### [Required action]
Each line from the one containing "use chrono_tz::Tz;" through the final line below must be reproduced exactly, and no others.

#### Records to process ####

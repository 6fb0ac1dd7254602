use anyhow::{Result, anyhow};
use chrono::{Datelike, Utc};
use serde::Serialize;
use std::path::{Path, PathBuf};

use crate::commands::{CommandReport, apply_rename_overrides};
use crate::error::TocError;
use crate::toc::assembler::{AssemblerConfig, History, RenameEvent, Snapshot};
use crate::toc::audit;
use crate::toc::cache::CachedSource;
use crate::toc::config::{SamplingMode, TocConfig, load_config};
use crate::toc::paths::{TocPaths, resolve_paths};
use crate::toc::pipeline::{Reconstruction, reconstruct};
use crate::toc::util::truncate_with_ellipsis;
use crate::toc::warn;
use crate::wiki::api::WikiApiSource;
use crate::wiki::dump::DumpSource;
use crate::wiki::{RevisionSource, TimeWindow, format_api_timestamp};

const MAX_TITLE_CHARS: usize = 80;

#[derive(Debug, Clone, Default)]
pub struct HistoryOptions {
    pub page: String,
    pub revisions_file: Option<PathBuf>,
    pub mode: Option<SamplingMode>,
    pub start_year: Option<i32>,
    pub end_year: Option<i32>,
    pub years_back: Option<u32>,
    pub significance_threshold: Option<f64>,
    pub rename_threshold: Option<f64>,
    pub no_renames: bool,
    pub no_cache: bool,
}

#[derive(Debug, Serialize)]
#[serde(rename_all = "camelCase")]
struct HistoryData<'a> {
    page: &'a str,
    mode: &'static str,
    window_start: String,
    window_end: String,
    history: &'a History,
    renames: Vec<RenameEvent>,
}

fn render_snapshot(report: &mut CommandReport, snap: &Snapshot) {
    let significance = snap
        .significance
        .map(|s| format!("{s:.1}"))
        .unwrap_or_else(|| "-".to_string());
    let summary = snap.change_summary.as_deref().unwrap_or_default();
    report.line(format!(
        "== {} (significance {}) {}",
        snap.key, significance, summary
    ));

    for section in &snap.sections {
        let indent = "  ".repeat(section.level);
        let title = truncate_with_ellipsis(&section.title, MAX_TITLE_CHARS);
        let tag = match (&section.previous_title, section.is_new) {
            (Some(old), _) if section.is_renamed => format!(" [renamed from \"{old}\"]"),
            (_, true) => " [new]".to_string(),
            _ => String::new(),
        };
        report.line(format!("{indent}{title}{tag}"));
    }

    if !snap.removed_titles.is_empty() {
        let removed: Vec<&str> = snap.removed_titles.iter().map(String::as_str).collect();
        report.line(format!("  removed: {}", removed.join(", ")));
    }
}

fn render_history(report: &mut CommandReport, history: &History) {
    for snap in history.iter() {
        render_snapshot(report, snap);
    }

    let renames = history.renames();
    if renames.is_empty() {
        report.line("renames: none");
    } else {
        report.line("renames:");
        for event in &renames {
            report.line(format!("  {}: \"{}\" -> \"{}\"", event.key, event.old, event.new));
        }
    }

    report.line("sections:");
    for snap in history.iter() {
        report.line(format!("  {}: {}", snap.key, snap.sections.len()));
    }
}

fn build_source(
    opts: &HistoryOptions,
    cfg: &TocConfig,
    cache_dir: &Path,
) -> Result<Box<dyn RevisionSource>> {
    if let Some(path) = &opts.revisions_file {
        let dump = DumpSource::load(path)?;
        log::info!(
            "event=dump_loaded path={} revisions={}",
            path.display(),
            dump.len()
        );
        return Ok(Box::new(dump));
    }
    let api = WikiApiSource::new(&cfg.source)?;
    if cfg.source.cache_enabled && !opts.no_cache {
        let cached = CachedSource::new(api, cache_dir);
        log::debug!("event=cache_enabled dir={}", cached.dir().display());
        return Ok(Box::new(cached));
    }
    Ok(Box::new(api))
}

fn record_audit(paths: &TocPaths, status: &str, message: &str) {
    if let Err(err) = audit::append_event(paths, "history", status, message) {
        warn::emit(
            "audit_failed",
            "history",
            "audit.log",
            "event not recorded",
            &format!("{err:#}"),
        );
    }
}

pub fn run(opts: &HistoryOptions) -> Result<CommandReport> {
    let paths = resolve_paths()?;
    let mut cfg = load_config()?;
    if let Some(mode) = opts.mode {
        cfg.sampling.mode = mode;
    }
    if let Some(years_back) = opts.years_back {
        cfg.sampling.years_back = years_back;
    }
    if let Some(threshold) = opts.significance_threshold {
        cfg.sampling.significance_threshold = threshold;
    }
    apply_rename_overrides(&mut cfg, opts.rename_threshold, opts.no_renames)?;

    let tz = cfg.timezone()?;
    let current_year = Utc::now().with_timezone(&tz).year();
    let end_year = opts.end_year.unwrap_or(current_year);
    let start_year = match opts.start_year {
        Some(year) => year,
        None => i32::try_from(cfg.sampling.years_back)
            .ok()
            .and_then(|back| end_year.checked_sub(back))
            .ok_or_else(|| {
                anyhow!(TocError::InvalidConfig(format!(
                    "years back: {} reaches before any representable year",
                    cfg.sampling.years_back
                )))
            })?,
    };
    let window = TimeWindow::from_years(start_year, end_year, tz)?;
    let assembler_cfg = AssemblerConfig::from_config(&cfg, start_year, end_year)?;

    let source = build_source(opts, &cfg, &paths.cache_dir)?;
    let mut report = CommandReport::new("history");
    report.detail(format!("page={}", opts.page));
    report.detail(format!("source={}", source.describe()));
    report.detail(format!("mode={}", cfg.sampling.mode.label()));
    report.detail(format!("window={start_year}..={end_year} ({})", tz.name()));

    let Reconstruction {
        history,
        listed,
        fetched,
        fetch_failures,
        skipped,
    } = match reconstruct(source.as_ref(), &opts.page, &window, &assembler_cfg) {
        Ok(out) => out,
        Err(err) => {
            record_audit(
                &paths,
                "failed",
                &format!("page={} err={err:#}", opts.page),
            );
            return Err(err);
        }
    };

    report.detail(format!("revisions_listed={listed}"));
    report.detail(format!("revisions_fetched={fetched}"));
    report.detail(format!("fetch_failures={fetch_failures}"));
    report.detail(format!("revisions_skipped={skipped}"));
    report.detail(format!("snapshots_retained={}", history.len()));

    render_history(&mut report, &history);
    report.set_data(&HistoryData {
        page: &opts.page,
        mode: cfg.sampling.mode.label(),
        window_start: format_api_timestamp(&window.start),
        window_end: format_api_timestamp(&window.end),
        history: &history,
        renames: history.renames(),
    })?;

    record_audit(
        &paths,
        "ok",
        &format!(
            "page={} mode={} retained={} listed={listed} fetch_failures={fetch_failures}",
            opts.page,
            cfg.sampling.mode.label(),
            history.len()
        ),
    );
    Ok(report)
}

#[cfg(test)]
mod tests {
    use super::*;
    use crate::toc::assembler::{RevisionInput, assemble};
    use crate::toc::rename::RenameDetectionConfig;
    use chrono::TimeZone;
    use chrono_tz::Tz;

    #[test]
    fn timeline_tags_new_and_renamed_sections() {
        let cfg = AssemblerConfig {
            mode: SamplingMode::Yearly,
            start_year: 2019,
            end_year: 2020,
            significance_threshold: 5.0,
            timezone: Tz::UTC,
            rename: RenameDetectionConfig::default(),
            marker: '=',
        };
        let rev = |year: i32, text: &str| RevisionInput {
            timestamp: Utc.with_ymd_and_hms(year, 3, 1, 0, 0, 0).single().expect("ts"),
            source_id: year.to_string(),
            text: Some(text.to_string()),
        };
        let history = assemble(
            vec![
                rev(2019, "==History==\n===Early===\n==Uses=="),
                rev(2020, "==history==\n===Early===\n==Reception=="),
            ],
            cfg,
        );

        let mut report = CommandReport::new("history");
        render_history(&mut report, &history);
        let body = report.body.join("\n");

        assert!(body.contains("== 2019 (significance 10.0) Initial version"));
        assert!(body.contains("  history [renamed from \"History\"]"));
        assert!(body.contains("    Early\n"));
        assert!(body.contains("  Reception [new]"));
        assert!(body.contains("  removed: Uses"));
        assert!(body.contains("  2020: \"History\" -> \"history\""));
        assert!(body.contains("  2019: 3"));
    }
}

####

### [Written solution]
    use chrono_tz::Tz;

    #[test]
    fn timeline_tags_new_and_renamed_sections() {
        let cfg = AssemblerConfig {
            mode: SamplingMode::Yearly,
            start_year: 2019,
            end_year: 2020,
            significance_threshold: 5.0,
            timezone: Tz::UTC,
            rename: RenameDetectionConfig::default(),
            marker: '=',
        };
        let rev = |year: i32, text: &str| RevisionInput {
            timestamp: Utc.with_ymd_and_hms(year, 3, 1, 0, 0, 0).single().expect("ts"),
            source_id: year.to_string(),
            text: Some(text.to_string()),
        };
        let history = assemble(
            vec![
                rev(2019, "==History==\n===Early===\n==Uses=="),
                rev(2020, "==history==\n===Early===\n==Reception=="),
            ],
            cfg,
        );

        let mut report = CommandReport::new("history");
        render_history(&mut report, &history);
        let body = report.body.join("\n");

        assert!(body.contains("== 2019 (significance 10.0) Initial version"));
        assert!(body.contains("  history [renamed from \"History\"]"));
        assert!(body.contains("    Early\n"));
        assert!(body.contains("  Reception [new]"));
        assert!(body.contains("  removed: Uses"));
        assert!(body.contains("  2020: \"History\" -> \"history\""));
        assert!(body.contains("  2019: 3"));
    }
}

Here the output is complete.